As soon as the whistle blows, I’m out the door. In less than an hour, I’m launching my 20-foot Jones Brothers center console at Eastern Shore of Virginia National Wildlife Refuge. As I step off land, I take a deep breath. Salt marsh, mud and sea spray fill my lungs. I exhale the tension of my day.
There’s no wind. The current is rushing out, but the water is still high as I weave through the channel under the bridge at Fisherman Island. When I motor into the open Chesapeake Bay, I turn left and slow down.
Jogging the boat along the edge of the island, I alternate between searching the surface of the water and checking my Garmin echoMap side-imaging sonar.
Fisherman Island is a 3-square-mile punctuation mark at the end of the
Eastern Shore peninsula. As soon as the water temperature hits 60 degrees, schools of red drum move onto the flats and sandbars. I keep an eye out for a big red blob on the surface, an indicator of a school of giant redfish. On my fishfinder, the drum show up as unmistakable dots and dashes.
I keep two medium-heavy, 7-foot Shimano Terez rods matched to 5000 Sustain FI reels spooled with 50-pound PowerPro braid and an arm’s length of 50-pound Seaguar fluorocarbon ready for action. One rod is rigged with a 3-ounce Meat Hog bucktail and the other is armed with a 4½-inch LiveTarget Menhaden swimbait. Both lures are slathered with Pro-Cure Menhaden scent.
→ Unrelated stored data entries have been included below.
//! Latency statistics over samples measured in seconds.

/// Linear-interpolated percentile of `samples_secs`, in milliseconds.
///
/// `p` is in `0..=100`. Empty input yields `0.0`.
pub fn percentile_ms(samples_secs: &[f64], p: f64) -> f64 {
    if samples_secs.is_empty() {
        return 0.0;
    }

    let mut sorted = samples_secs.to_vec();
    sorted.sort_by(f64::total_cmp);

    let last = sorted.len() - 1;
    let k = last as f64 * (p / 100.0);
    let f = (k.floor() as usize).min(last);
    let c = (f + 1).min(last);

    if f == c {
        return sorted[f] * 1000.0;
    }

    let d0 = sorted[f] * (c as f64 - k);
    let d1 = sorted[c] * (k - f as f64);
    (d0 + d1) * 1000.0
}

/// Arithmetic mean of `samples_secs`, in milliseconds. Empty input yields `0.0`.
pub fn average_ms(samples_secs: &[f64]) -> f64 {
    if samples_secs.is_empty() {
        return 0.0;
    }
    samples_secs.iter().sum::<f64>() / samples_secs.len() as f64 * 1000.0
}
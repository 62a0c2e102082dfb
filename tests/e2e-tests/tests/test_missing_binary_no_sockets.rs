//! A missing server binary is reported before the harness opens any socket.
//!
//! Runs alone in its own test binary: it exhausts the descriptor table.
#![cfg(target_os = "linux")]

use dobrika_common::HarnessError;
use dobrika_supervisor::{HarnessContext, HarnessOptions};
use e2e_tests::{supervisor, test_config};
use nix::sys::resource::{getrlimit, setrlimit, Resource};
use std::fs::File;
use std::path::PathBuf;

#[tokio::test(flavor = "current_thread")]
async fn test_missing_binary_reported_with_no_free_descriptors() {
    let sup = supervisor(test_config());
    let options = HarnessOptions {
        run_server: true,
        binary: Some(PathBuf::from("/nonexistent/dobrika_server_main")),
        ..Default::default()
    };

    let (soft, hard) = getrlimit(Resource::RLIMIT_NOFILE).unwrap();
    setrlimit(Resource::RLIMIT_NOFILE, soft.min(256), hard).unwrap();

    let mut held = Vec::new();
    while let Ok(file) = File::open("/dev/null") {
        held.push(file);
    }
    let socket_blocked = std::net::TcpListener::bind("127.0.0.1:0").is_err();

    let result = HarnessContext::acquire_with(options, sup).await;

    drop(held);
    setrlimit(Resource::RLIMIT_NOFILE, soft, hard).unwrap();

    assert!(socket_blocked, "descriptor table was not exhausted");
    let err = result.unwrap_err();
    assert!(matches!(err, HarnessError::NotFound { .. }), "{err:?}");
    assert_eq!(err.exit_code(), 2);
}
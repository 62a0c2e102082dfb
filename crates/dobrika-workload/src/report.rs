use crate::stats::{average_ms, percentile_ms};
use serde::Serialize;
use std::fmt;
use std::time::Duration;

/// Result of one HTTP call. Failures carry no error detail; only the
/// aggregate counts matter.
#[derive(Debug, Clone, Copy, PartialEq, Eq)]
pub struct RequestOutcome {
    pub success: bool,
    pub elapsed: Duration,
    /// Status code, when a response was received at all.
    pub status: Option<u16>,
}

impl RequestOutcome {
    /// A call that got a response; successful only on 200.
    pub fn completed(status: u16, elapsed: Duration) -> Self {
        Self {
            success: status == 200,
            elapsed,
            status: Some(status),
        }
    }

    /// A call that failed before a status was read (transport error or timeout).
    pub fn failed(elapsed: Duration) -> Self {
        Self {
            success: false,
            elapsed,
            status: None,
        }
    }
}

/// Summary of one batch. Latencies are in milliseconds rounded to two decimals.
#[derive(Debug, Clone, PartialEq, Serialize)]
pub struct WorkloadReport {
    pub total: usize,
    pub successes: usize,
    pub failures: usize,
    pub p50_ms: f64,
    pub p95_ms: f64,
    pub avg_ms: f64,
    /// Wall time of the whole batch in seconds.
    pub time_s: f64,
}

impl WorkloadReport {
    pub fn from_outcomes(outcomes: &[RequestOutcome], wall_time: Duration) -> Self {
        let samples: Vec<f64> = outcomes.iter().map(|o| o.elapsed.as_secs_f64()).collect();
        let successes = outcomes.iter().filter(|o| o.success).count();

        Self {
            total: outcomes.len(),
            successes,
            failures: outcomes.len() - successes,
            p50_ms: round2(percentile_ms(&samples, 50.0)),
            p95_ms: round2(percentile_ms(&samples, 95.0)),
            avg_ms: round2(average_ms(&samples)),
            time_s: wall_time.as_secs_f64(),
        }
    }
}

impl fmt::Display for WorkloadReport {
    fn fmt(&self, f: &mut fmt::Formatter<'_>) -> fmt::Result {
        write!(
            f,
            "{}/{} (fail={}), avg={}ms p50={}ms p95={}ms, time={:.2}s",
            self.successes,
            self.total,
            self.failures,
            self.avg_ms,
            self.p50_ms,
            self.p95_ms,
            self.time_s
        )
    }
}

fn round2(value: f64) -> f64 {
    (value * 100.0).round() / 100.0
}
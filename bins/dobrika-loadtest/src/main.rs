use anyhow::{anyhow, bail, Result};
use clap::Parser;
use serde::Serialize;
use std::path::PathBuf;
use std::process::ExitCode;
use std::time::Duration;
use tracing::{error, info, warn};

use dobrika_common::HarnessError;
use dobrika_supervisor::{HarnessContext, HarnessOptions, SupervisorConfig};
use dobrika_workload::{extract_queries, load_tasks, search_payloads, WorkloadReport, WorkloadRunner};

/// Dobrika server load tester
#[derive(Parser, Debug)]
#[command(author, version, about, long_about = None)]
struct Args {
    /// Server host (default: DOBRIKA_ADDR / DOBRIKA_HOST or 127.0.0.1)
    #[arg(long)]
    host: Option<String>,

    /// Server port; preferred port when starting the server (default: DOBRIKA_PORT or 8088)
    #[arg(long)]
    port: Option<u16>,

    /// Database directory used when starting the server (default: a temporary directory)
    #[arg(long, value_name = "DIR")]
    db: Option<PathBuf>,

    /// JSON file with tasks to index
    #[arg(long, value_name = "FILE", default_value = "dev/data/bullets.json")]
    tasks_file: PathBuf,

    /// Concurrent requests in flight
    #[arg(long, default_value_t = 8)]
    concurrency: usize,

    /// Max tasks to index from the tasks file
    #[arg(long, default_value_t = 50)]
    index_limit: usize,

    /// Number of search requests to execute
    #[arg(long, default_value_t = 200)]
    search_requests: usize,

    /// Start the server binary as a subprocess
    #[arg(long)]
    run_server: bool,

    /// Path to the server binary (default: DOBRIKA_BINARY or build/dobrika_server_main)
    #[arg(long, value_name = "FILE")]
    binary: Option<PathBuf>,

    /// Seconds to wait for server readiness
    #[arg(long, default_value_t = 20.0)]
    startup_timeout: f64,

    /// Supervisor configuration file (YAML)
    #[arg(short, long, value_name = "FILE")]
    config: Option<PathBuf>,

    /// Print each phase report as a JSON line
    #[arg(long)]
    json: bool,

    /// Enable debug logging
    #[arg(short, long)]
    debug: bool,
}

#[derive(Serialize)]
struct PhaseLine<'a> {
    phase: &'static str,
    #[serde(flatten)]
    report: &'a WorkloadReport,
}

#[tokio::main]
async fn main() -> ExitCode {
    let args = Args::parse();

    initialize_logging(args.debug);

    match run(args).await {
        Ok(()) => ExitCode::SUCCESS,
        Err(e) => {
            error!("{:#}", e);
            eprintln!("Error: {:#}", e);
            ExitCode::from(exit_code(&e))
        }
    }
}

fn exit_code(e: &anyhow::Error) -> u8 {
    e.downcast_ref::<HarnessError>()
        .map(HarnessError::exit_code)
        .unwrap_or(1)
}

async fn run(args: Args) -> Result<()> {
    let mut config = match &args.config {
        Some(path) => SupervisorConfig::load_from_file(path)?,
        None => SupervisorConfig::default(),
    };

    if !(args.startup_timeout.is_finite() && args.startup_timeout > 0.0) {
        bail!(HarnessError::configuration("--startup-timeout must be a positive number of seconds"));
    }
    config.startup_timeout = Duration::from_secs_f64(args.startup_timeout);
    config.probe_timeout = config.probe_timeout.min(config.startup_timeout);

    let options = harness_options(&args);

    if options.run_server {
        info!(
            binary = ?options.binary,
            host = %options.host,
            db = ?options.db_path,
            "Starting server"
        );
    }

    // One listener for the whole run. Abandoning `acquire` drops the half-started
    // server, which kills its process group and removes its storage.
    let shutdown = shutdown_signal();
    tokio::pin!(shutdown);

    let context = tokio::select! {
        result = HarnessContext::acquire(options, config) => result?,
        _ = &mut shutdown => bail!("Interrupted while waiting for the server"),
    };
    println!("Server is ready at {}", context.base_url());

    let result = tokio::select! {
        result = run_phases(&context, &args) => result,
        _ = &mut shutdown => Err(anyhow!("Interrupted")),
    };

    context.release().await;
    result
}

fn harness_options(args: &Args) -> HarnessOptions {
    let env = HarnessOptions::from_env();
    HarnessOptions {
        run_server: args.run_server || env.run_server,
        binary: args
            .binary
            .clone()
            .or(env.binary)
            .or_else(|| Some(PathBuf::from("build/dobrika_server_main"))),
        host: args.host.clone().unwrap_or(env.host),
        port: args.port.or(env.port),
        db_path: args.db.clone().or(env.db_path),
    }
}

async fn run_phases(context: &HarnessContext, args: &Args) -> Result<()> {
    let tasks = load_tasks(&args.tasks_file, args.index_limit)?;
    let runner = WorkloadRunner::new();
    let address = context.address();

    println!(
        "Indexing {} tasks with concurrency={} ...",
        tasks.len(),
        args.concurrency
    );
    let index = runner
        .run(&address.url("/index"), &tasks, args.concurrency)
        .await?;
    print_report("index", "Indexed", &index, args.json)?;

    let queries = extract_queries(&tasks);
    println!(
        "Running {} searches (unique terms={}) ...",
        args.search_requests,
        queries.len()
    );
    let payloads = search_payloads(&queries, args.search_requests, &mut rand::thread_rng());
    let search = runner
        .run(&address.url("/search"), &payloads, args.concurrency)
        .await?;
    print_report("search", "Search ok", &search, args.json)?;

    if index.failures > 0 || search.failures > 0 {
        warn!(
            index_failures = index.failures,
            search_failures = search.failures,
            "Some requests failed"
        );
    }

    Ok(())
}

fn print_report(phase: &'static str, label: &str, report: &WorkloadReport, json: bool) -> Result<()> {
    if json {
        println!("{}", serde_json::to_string(&PhaseLine { phase, report })?);
    } else {
        println!("{} {}", label, report);
    }
    Ok(())
}

fn initialize_logging(debug: bool) {
    let level = if debug { "debug" } else { "info" };

    tracing_subscriber::fmt()
        .with_env_filter(
            tracing_subscriber::EnvFilter::try_from_default_env()
                .unwrap_or_else(|_| tracing_subscriber::EnvFilter::new(level)),
        )
        .with_target(false)
        .with_thread_ids(true)
        .with_writer(std::io::stderr)
        .init();
}

async fn shutdown_signal() {
    use tokio::signal;

    #[cfg(unix)]
    {
        let (Ok(mut sigterm), Ok(mut sigint)) = (
            signal::unix::signal(signal::unix::SignalKind::terminate()),
            signal::unix::signal(signal::unix::SignalKind::interrupt()),
        ) else {
            warn!("Failed to install signal handlers");
            return std::future::pending().await;
        };

        tokio::select! {
            _ = sigterm.recv() => {
                info!("Received SIGTERM signal");
            }
            _ = sigint.recv() => {
                info!("Received SIGINT signal");
            }
        }
    }

    #[cfg(windows)]
    {
        let _ = signal::ctrl_c().await;
        info!("Received Ctrl+C signal");
    }
}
While I search for fish, I leave one of the lures trolling 25 yards behind the boat. The other rod is ready for a quick cast. The boat putt-putts around the edge of the island from bayside to oceanside.
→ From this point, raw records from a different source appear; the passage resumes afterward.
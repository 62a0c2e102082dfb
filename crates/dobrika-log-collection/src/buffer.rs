//! Fixed-capacity ring of recent output lines.

use parking_lot::RwLock;
use std::collections::VecDeque;
use std::sync::Arc;

/// Buffer shared between its reader task (sole writer) and diagnostics.
pub type SharedOutputBuffer = Arc<RwLock<OutputBuffer>>;

/// The most recent `capacity` lines of one stream, oldest first.
///
/// Invariant: `len() <= capacity()`. Pushing onto a full buffer evicts the
/// oldest line.
#[derive(Debug, Clone)]
pub struct OutputBuffer {
    lines: VecDeque<String>,
    capacity: usize,
    evicted: u64,
}

impl OutputBuffer {
    pub fn new(capacity: usize) -> Self {
        Self {
            lines: VecDeque::with_capacity(capacity),
            capacity,
            evicted: 0,
        }
    }

    pub fn shared(capacity: usize) -> SharedOutputBuffer {
        Arc::new(RwLock::new(Self::new(capacity)))
    }

    pub fn push(&mut self, line: impl Into<String>) {
        if self.capacity == 0 {
            self.evicted += 1;
            return;
        }
        if self.lines.len() == self.capacity {
            self.lines.pop_front();
            self.evicted += 1;
        }
        self.lines.push_back(line.into());
    }

    pub fn len(&self) -> usize {
        self.lines.len()
    }

    pub fn is_empty(&self) -> bool {
        self.lines.is_empty()
    }

    pub fn capacity(&self) -> usize {
        self.capacity
    }

    /// Number of lines dropped from retention so far.
    pub fn evicted(&self) -> u64 {
        self.evicted
    }

    pub fn iter(&self) -> impl Iterator<Item = &str> {
        self.lines.iter().map(String::as_str)
    }

    /// Snapshot of the retained lines, oldest first.
    pub fn lines(&self) -> Vec<String> {
        self.lines.iter().cloned().collect()
    }
}
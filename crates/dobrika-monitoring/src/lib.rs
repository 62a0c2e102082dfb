//! # Dobrika Monitoring
//!
//! Health checking for the service under test:
//! - a single HTTP probe of the readiness endpoint ([`http`])
//! - the polling gate that blocks until the service is ready ([`gate`])

pub mod gate;
pub mod http;

use chrono::{DateTime, Utc};
use serde::{Deserialize, Serialize};
use thiserror::Error;

/// Health check error types.
#[derive(Error, Debug)]
pub enum HealthCheckError {
    #[error("Health check invalid request: {url} - {reason}")]
    InvalidRequest { url: String, reason: String },

    #[error("Health check invalid response: {url} - {reason}")]
    InvalidResponse { url: String, reason: String },
}

/// Result type for health check operations.
pub type HealthCheckResult<T> = Result<T, HealthCheckError>;

/// Outcome of a single probe.
#[derive(Debug, Clone, Serialize, Deserialize)]
pub struct HealthCheckData {
    pub is_healthy: bool,
    pub checked_at: DateTime<Utc>,
    pub response_time_ms: Option<u64>,
    /// HTTP status, when a response was received at all.
    pub status: Option<u16>,
    pub error_message: Option<String>,
}

impl HealthCheckData {
    pub fn healthy(status: u16, response_time_ms: u64) -> Self {
        Self {
            is_healthy: true,
            checked_at: Utc::now(),
            response_time_ms: Some(response_time_ms),
            status: Some(status),
            error_message: None,
        }
    }

    pub fn unhealthy(
        status: Option<u16>,
        response_time_ms: Option<u64>,
        error_message: impl Into<String>,
    ) -> Self {
        Self {
            is_healthy: false,
            checked_at: Utc::now(),
            response_time_ms,
            status,
            error_message: Some(error_message.into()),
        }
    }
}

// Re-export main types
pub use gate::{HealthGate, HealthGateConfig, HealthProbe, ReadyReport};
pub use http::{HttpHealthProbe, HttpProbeConfig};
I’m looking for fish in the distance when I notice a large swirl. A half-dozen copper and gold streaks scoot out from under the boat. I’m surrounded by giant drum.
I grab the casting rod and lob the lure away from the boat. Before I can flip the bail, line is disappearing from the spool. I come tight, and the fish takes off. The rod bends heavily as the reel whines.
I kick the boat out of gear just as the trolling rod bends over with another big drum. I loosen the drag on the reel in the rodholder and turn my attention to the big fish at hand.
It’s their fight that makes people call them bulls. The fish screams off 50 yards of line, then turns and runs at me. I go from holding on to frantically cranking a half dozen times before the fish is just below the boat.
I work the bull to the surface twice, only to have it take off again. When I finally get the fish to the boat’s side, I scoop it out of the water and drag it over the gunwale. I unhook the fish; killing a red drum over 26 inches is against the law in Virginia, so I lower it back over the side of the boat. It kicks and disappears into the green water.
I turn my attention to the second rod and, after another knock-down, drag-out battle, slide the second trophy fish onto the deck.
The sun is now too low for sight fishing and the current is breaking down. I anchor the boat just outside the breakers, safely in the slough but within casting distance of the white water.
I stow the spinning rods and pull down four medium-heavy Shimano Tallus boat rods. They have Torium 20 reels spooled with 50-pound braid and a 25-foot top shot of 50-pound monofilament. I slide a plastic bead and 250-pound snap swivel over the top shot and make a 6-inch surgeon’s loop in the end. The loop is pinched through the eye of an 8/0 Owner circle hook and doubled over. I clip a 6-ounce pyramid sinker to the snap swivel and bait up with a whole blue crab.
I cast each bait to a different location on the bar. As the final minutes of sun light the west, the current begins to rush in, and the rising tide covers the bar.
I barely have time to take in the scene before two of the rods buck and shutter. I wrestle one rod out of the rod holder and loosen the drag on the other. With the fish pulling, I hold on tight and wait for an opportunity to gain line.
My arms will be sore and my eyes will be tired at work the next day, but I won’t mind one bit.